The result might look like this:

Full script:

from pylab import *
from scipy.signal import lfilter, butter

data = randn(1000)
data[300:] += 1.0
data[600:] *= 3.0
b, a = butter(2, 0.03)
mean_estimate = lfilter(b, a, data)
scale_estimate = lfilter(b, a, abs(data-mean_estimate))

plot(data,'.')
plot(mean_estimate)
plot (mean_estimate + scale_estimate, color='k')
plot(mean_estimate-scale_estimate, color='k')

show()

Obviously, butter() The parameters need to be adjusted according to your question. If you set the order to 1 instead of 2, then you will get the simple filter I described first.

Disclaimer: This is the engineer’s opinion on this issue. This method may be unreasonable in any statistics or mathematics. Also, I’m not sure if it really solves your problem (if not, please better Explain), but don’t worry, I have some fun anyway;-)

I am looking for a fast and effective way to calculate the robustness of a set of data Moving scale estimation. I am using a 1d array with usually 3-400k elements. Until recently, I have been using simulated data (without catastrophic outliers), and the move_std function in the excellent Bottleneck software package is very helpful to me. However, when I convert to noisy data, std no longer behaves very usefully.

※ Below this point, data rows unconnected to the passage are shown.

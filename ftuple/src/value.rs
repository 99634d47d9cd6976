//! Values stored in a tuple and the names used to key the named part.
//!
//! A [`Value`] is a small dynamically-typed scalar. Its concrete type is reported by
//! [`Value::ty`] as a [`ValueType`] from the lattice in [`crate::types`].
use std::{borrow::Borrow, sync::Arc};

#[cfg(feature = "serde")]
use serde::{Deserialize, Serialize};
use strum::{EnumIs, EnumTryAs};

use crate::types::{
    ValueType,
    primary::{FType, IType, PrimaryType},
};

/// Words of the literal syntax that read as values rather than names.
pub(crate) const KEYWORDS: [&str; 3] = ["true", "false", "nothing"];

/// Identifier keying an entry of the named part, e.g. `a` in `(1; a=2)`.
///
/// Names are cheap to clone. They display as `a`, or as the symbol `:a` with the
/// alternate flag (`{:#}`).
#[derive(Debug, Clone, PartialEq, Eq, PartialOrd, Ord, Hash)]
#[cfg_attr(feature = "serde", derive(Serialize, Deserialize))]
pub struct Name(Arc<str>);

impl Name {
    pub fn new(name: impl AsRef<str>) -> Self {
        Self(Arc::from(name.as_ref()))
    }

    pub fn as_str(&self) -> &str {
        &self.0
    }

    /// Returns `true` if the name can be written bare in a tuple literal.
    ///
    /// The literal keywords `true`, `false` and `nothing` are not identifiers.
    pub fn is_identifier(&self) -> bool {
        if KEYWORDS.contains(&self.as_str()) {
            return false;
        }

        let mut chars = self.0.chars();
        match chars.next() {
            Some(c) if c.is_ascii_alphabetic() || c == '_' => {
                chars.all(|c| c.is_ascii_alphanumeric() || c == '_')
            }
            _ => false,
        }
    }
}

impl From<&str> for Name {
    fn from(value: &str) -> Self {
        Self::new(value)
    }
}

impl From<String> for Name {
    fn from(value: String) -> Self {
        Self(Arc::from(value))
    }
}

impl From<&Name> for Name {
    fn from(value: &Name) -> Self {
        value.clone()
    }
}

impl Borrow<str> for Name {
    fn borrow(&self) -> &str {
        &self.0
    }
}

impl AsRef<str> for Name {
    fn as_ref(&self) -> &str {
        &self.0
    }
}

impl PartialEq<str> for Name {
    fn eq(&self, other: &str) -> bool {
        &*self.0 == other
    }
}

impl PartialEq<&str> for Name {
    fn eq(&self, other: &&str) -> bool {
        &*self.0 == *other
    }
}

impl std::fmt::Display for Name {
    fn fmt(&self, f: &mut std::fmt::Formatter<'_>) -> std::fmt::Result {
        if f.alternate() {
            write!(f, ":{}", self.0)
        } else {
            write!(f, "{}", self.0)
        }
    }
}

/// A dynamically-typed value.
///
/// The alternate display (`{:#}`) suffixes `i8`, `i16` and `i32` values with their
/// width, so the literal form reads back with the same type.
#[derive(Debug, Clone, PartialEq, PartialOrd, EnumIs, EnumTryAs)]
#[cfg_attr(feature = "serde", derive(Serialize, Deserialize))]
pub enum Value {
    Nothing,
    Bool(bool),
    I8(i8),
    I16(i16),
    I32(i32),
    I64(i64),
    U8(u8),
    U16(u16),
    U32(u32),
    U64(u64),
    F32(f32),
    F64(f64),
    Str(String),
    /// A symbol, written `:name` in literals.
    Sym(Name),
}

macro_rules! value_from {
    ($typ:ty, $lbl:ident) => {
        impl From<$typ> for Value {
            fn from(value: $typ) -> Self {
                Value::$lbl(value)
            }
        }
    };
}

value_from! { bool, Bool }
value_from! { i8, I8 }
value_from! { i16, I16 }
value_from! { i32, I32 }
value_from! { i64, I64 }
value_from! { u8, U8 }
value_from! { u16, U16 }
value_from! { u32, U32 }
value_from! { u64, U64 }
value_from! { f32, F32 }
value_from! { f64, F64 }
value_from! { String, Str }
value_from! { Name, Sym }

impl From<&str> for Value {
    fn from(value: &str) -> Self {
        Value::Str(value.to_string())
    }
}

impl From<()> for Value {
    fn from(_: ()) -> Self {
        Value::Nothing
    }
}

impl From<&Value> for Value {
    fn from(value: &Value) -> Self {
        value.clone()
    }
}

impl Value {
    /// Returns the concrete type of this value.
    pub fn ty(&self) -> ValueType {
        let primary = match self {
            Value::Nothing => PrimaryType::Nothing,
            Value::Bool(_) => PrimaryType::Bool,
            Value::I8(_) => IType::I8.into(),
            Value::I16(_) => IType::I16.into(),
            Value::I32(_) => IType::I32.into(),
            Value::I64(_) => IType::I64.into(),
            Value::U8(_) => IType::U8.into(),
            Value::U16(_) => IType::U16.into(),
            Value::U32(_) => IType::U32.into(),
            Value::U64(_) => IType::U64.into(),
            Value::F32(_) => FType::F32.into(),
            Value::F64(_) => FType::F64.into(),
            Value::Str(_) => PrimaryType::Str,
            Value::Sym(_) => PrimaryType::Sym,
        };
        ValueType::Primary(primary)
    }

    /// Widen any integer value to `i128`, or `None` for non-integers.
    ///
    /// `Bool` is an integer in the type lattice and converts to `0`/`1`.
    pub fn as_i128(&self) -> Option<i128> {
        match *self {
            Value::Bool(b) => Some(b as i128),
            Value::I8(v) => Some(v as i128),
            Value::I16(v) => Some(v as i128),
            Value::I32(v) => Some(v as i128),
            Value::I64(v) => Some(v as i128),
            Value::U8(v) => Some(v as i128),
            Value::U16(v) => Some(v as i128),
            Value::U32(v) => Some(v as i128),
            Value::U64(v) => Some(v as i128),
            _ => None,
        }
    }

    /// Convert any real value to `f64`, or `None` for non-numbers.
    pub fn as_f64(&self) -> Option<f64> {
        match *self {
            Value::F32(v) => Some(v as f64),
            Value::F64(v) => Some(v),
            _ => self.as_i128().map(|v| v as f64),
        }
    }
}

impl std::fmt::Display for Value {
    fn fmt(&self, f: &mut std::fmt::Formatter<'_>) -> std::fmt::Result {
        match self {
            Value::Nothing => write!(f, "nothing"),
            Value::Bool(v) => write!(f, "{}", v),
            Value::I8(v) if f.alternate() => write!(f, "{}i8", v),
            Value::I16(v) if f.alternate() => write!(f, "{}i16", v),
            Value::I32(v) if f.alternate() => write!(f, "{}i32", v),
            Value::I8(v) => write!(f, "{}", v),
            Value::I16(v) => write!(f, "{}", v),
            Value::I32(v) => write!(f, "{}", v),
            Value::I64(v) => write!(f, "{}", v),
            Value::U8(v) => write!(f, "0x{:02x}", v),
            Value::U16(v) => write!(f, "0x{:04x}", v),
            Value::U32(v) => write!(f, "0x{:08x}", v),
            Value::U64(v) => write!(f, "0x{:016x}", v),
            Value::F32(v) => write!(f, "{:?}f32", v),
            Value::F64(v) => write!(f, "{:?}", v),
            Value::Str(v) => write!(f, "{:?}", v),
            Value::Sym(name) => write!(f, "{:#}", name),
        }
    }
}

In the past, I used a very simple biweight mid-variance code element to deal with bad behavior :

def bwmv(data_array):
cent = np.median(data_array)
MAD = np.median(np.abs(data_array-cent ))
u = (data_array-cent) / 9. / MAD
uu = u*u
I = np.asarray((uu <= 1.), dtype=int)< br /> return np.sqrt(len(data_array) * np.sum((data_array-cent)**2 * (1.-uu)**4 * I)\
/(np.sum(( 1.-uu) * (1.-5*uu) * I)**2))

But the array I am using now is large enough, which is too slow. Does anyone know how to provide such An estimator package, or any suggestions on how to solve this problem quickly and efficiently?

I have used a simple low-pass filter in similar situations.

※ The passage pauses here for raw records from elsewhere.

//! Pair-indexed raw sample store
//!
//! Each probe direction is stored once, in full, under its `"<from>-<to>"`
//! key. Both the driver's reduction and any offline re-analysis read back
//! from here, so the backing storage is behind a trait.

use crate::error::{CalibrationError, Result};
use log::debug;
use ordo_common::{PairKey, SAMPLE_FILE_EXTENSION};
use std::{
    collections::HashMap,
    fs,
    io::ErrorKind,
    path::{Path, PathBuf},
};

/// Storage for per-direction scalar samples
pub trait SampleStore {
    /// Store the complete sample set of one direction
    fn put(&mut self, key: PairKey, samples: &[i64]) -> Result<()>;

    /// Read back a direction's samples; `MissingSample` when absent
    fn get(&self, key: PairKey) -> Result<Vec<i64>>;

    /// Whether a direction has been stored
    fn contains(&self, key: PairKey) -> bool;
}

impl<S: SampleStore + ?Sized> SampleStore for &mut S {
    fn put(&mut self, key: PairKey, samples: &[i64]) -> Result<()> {
        (**self).put(key, samples)
    }

    fn get(&self, key: PairKey) -> Result<Vec<i64>> {
        (**self).get(key)
    }

    fn contains(&self, key: PairKey) -> bool {
        (**self).contains(key)
    }
}

/// One `<from>-<to>.txt` file per direction, one decimal integer per line
#[derive(Debug, Clone)]
pub struct FsStore {
    root: PathBuf,
}

impl FsStore {
    /// Open a store, creating its directory if needed
    pub fn create(root: impl Into<PathBuf>) -> Result<Self> {
        let root = root.into();
        fs::create_dir_all(&root).map_err(|e| CalibrationError::io(&root, e))?;
        Ok(Self { root })
    }

    /// Open an existing store for reading
    pub fn open(root: impl Into<PathBuf>) -> Self {
        Self { root: root.into() }
    }

    pub fn path_for(&self, key: PairKey) -> PathBuf {
        self.root.join(format!("{}.{}", key, SAMPLE_FILE_EXTENSION))
    }
}

impl SampleStore for FsStore {
    fn put(&mut self, key: PairKey, samples: &[i64]) -> Result<()> {
        let text: String = samples.iter().map(|s| format!("{}\n", s)).collect();

        // Publish with a rename so an interrupted run never leaves a
        // truncated entry that resume would trust
        let path = self.path_for(key);
        let staging = path.with_extension("partial");
        fs::write(&staging, text).map_err(|e| CalibrationError::io(&staging, e))?;
        fs::rename(&staging, &path).map_err(|e| CalibrationError::io(&path, e))?;

        debug!("stored {} samples in {:?}", samples.len(), path);
        Ok(())
    }

    fn get(&self, key: PairKey) -> Result<Vec<i64>> {
        let path = self.path_for(key);
        match fs::read_to_string(&path) {
            Ok(text) => parse_samples(&text, &path.display().to_string()),
            Err(e) if e.kind() == ErrorKind::NotFound => Err(CalibrationError::MissingSample(key)),
            Err(e) => Err(CalibrationError::io(&path, e)),
        }
    }

    fn contains(&self, key: PairKey) -> bool {
        self.path_for(key).is_file()
    }
}

/// In-memory store for tests and dry runs
#[derive(Debug, Default, Clone)]
pub struct MemoryStore {
    entries: HashMap<PairKey, Vec<i64>>,
}

impl MemoryStore {
    pub fn new() -> Self {
        Self::default()
    }

    pub fn len(&self) -> usize {
        self.entries.len()
    }

    pub fn is_empty(&self) -> bool {
        self.entries.is_empty()
    }
}

impl SampleStore for MemoryStore {
    fn put(&mut self, key: PairKey, samples: &[i64]) -> Result<()> {
        self.entries.insert(key, samples.to_vec());
        Ok(())
    }

    fn get(&self, key: PairKey) -> Result<Vec<i64>> {
        self.entries
            .get(&key)
            .cloned()
            .ok_or(CalibrationError::MissingSample(key))
    }

    fn contains(&self, key: PairKey) -> bool {
        self.entries.contains_key(&key)
    }
}

/// Read a standalone scalar sample file
pub fn read_samples(path: &Path) -> Result<Vec<i64>> {
    let text = fs::read_to_string(path).map_err(|e| CalibrationError::io(path, e))?;
    parse_samples(&text, &path.display().to_string())
}

/// Parse whitespace-separated decimal integers; `origin` names the source in errors
pub fn parse_samples(text: &str, origin: &str) -> Result<Vec<i64>> {
    text.split_whitespace()
        .map(|token| {
            token.parse().map_err(|_| {
                CalibrationError::InvalidInput(format!("{}: {:?} is not an integer", origin, token))
            })
        })
        .collect()
}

Conceptually, you can Get the moving estimate of the average, fac = 0.99; filter [k] = fac * filtered [k-1](1-fac)* data [k], which is very effective (in C). A slightly more fancy The IIR filter, lower pass than this one, Butterworth, is easy to set up scipy:

b, a = scipy.signal.butter(2, 0.1)
filtered = scipy.signal.lfilter(b, a, data)

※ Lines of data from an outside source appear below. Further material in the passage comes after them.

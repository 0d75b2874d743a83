//! Shared constants for the probe and the calibrator
//!
//! Both sides of the probe interface must agree on these values.

// ============================================================================
// Acceptance Band
// ============================================================================

/// Lowest outbound/return symmetry ratio (percent) accepted as a clean exchange
pub const RATIO_ACCEPT_MIN: i64 = 97;

/// Highest outbound/return symmetry ratio (percent) accepted as a clean exchange
pub const RATIO_ACCEPT_MAX: i64 = 103;

// ============================================================================
// Campaign Defaults
// ============================================================================

/// Round trips per probe invocation
pub const DEFAULT_ITERATIONS: u64 = 1_000_000;

/// Default name of the probe executable
pub const DEFAULT_PROBE_PROGRAM: &str = "ordo-probe";

/// Default directory of the raw sample store
pub const DEFAULT_STORE_DIR: &str = "output";

/// Extension of raw sample files (`<from>-<to>.txt`)
pub const SAMPLE_FILE_EXTENSION: &str = "txt";

// ============================================================================
// Probe Handshake Phases
// ============================================================================
//
// The requester overwrites the phase word with its timestamp counter, so
// phase values must stay far below any realistic counter reading.

/// Responder is armed and waiting for the requester's timestamp
pub const PHASE_INIT: u64 = 1;

/// Responder has recorded the exchange
pub const PHASE_RECV: u64 = 3;

/// Requester asks for another round
pub const PHASE_RESET: u64 = 4;

/// Requester is done; responder exits
pub const PHASE_END: u64 = 5;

To get an estimate of the “proportion”, you can subtract this “average estimate” from the data. This will actually lower the pass Becomes a high-pass filter. Take the abs() and run through another low-pass filter.

The result may look like this:

Full script:

from pylab import *
from scipy.signal import lfilter, butter

data = randn(1000)
data[300:] += 1.0
data[600:] *= 3.0
b, a = butter(2, 0.03)
mean_estimate = lfilter(b, a, data)
scale_estimate = lfilter(b, a, abs(data-mean_estimate))

plot(data,'.')
plot(mean_estimate)
plot(mean_estimate + scale_estimate, color='k')< br />plot(mean_estimate-scale_estimate, color='k')

show()

Obviously, the butter() parameters need to be adjusted according to your problem. If you change Set the order to 1 instead of 2, then you will get the simple filter I described first.

Disclaimer: This is the engineer’s opinion on this issue. This method may be useful in any statistical or mathematical aspect Unreasonable. Also, I’m not sure if it really solves your problem (If not, please explain better), but don’t worry, I have some fun anyway;-)

Leave a Comment

Your email address will not be published.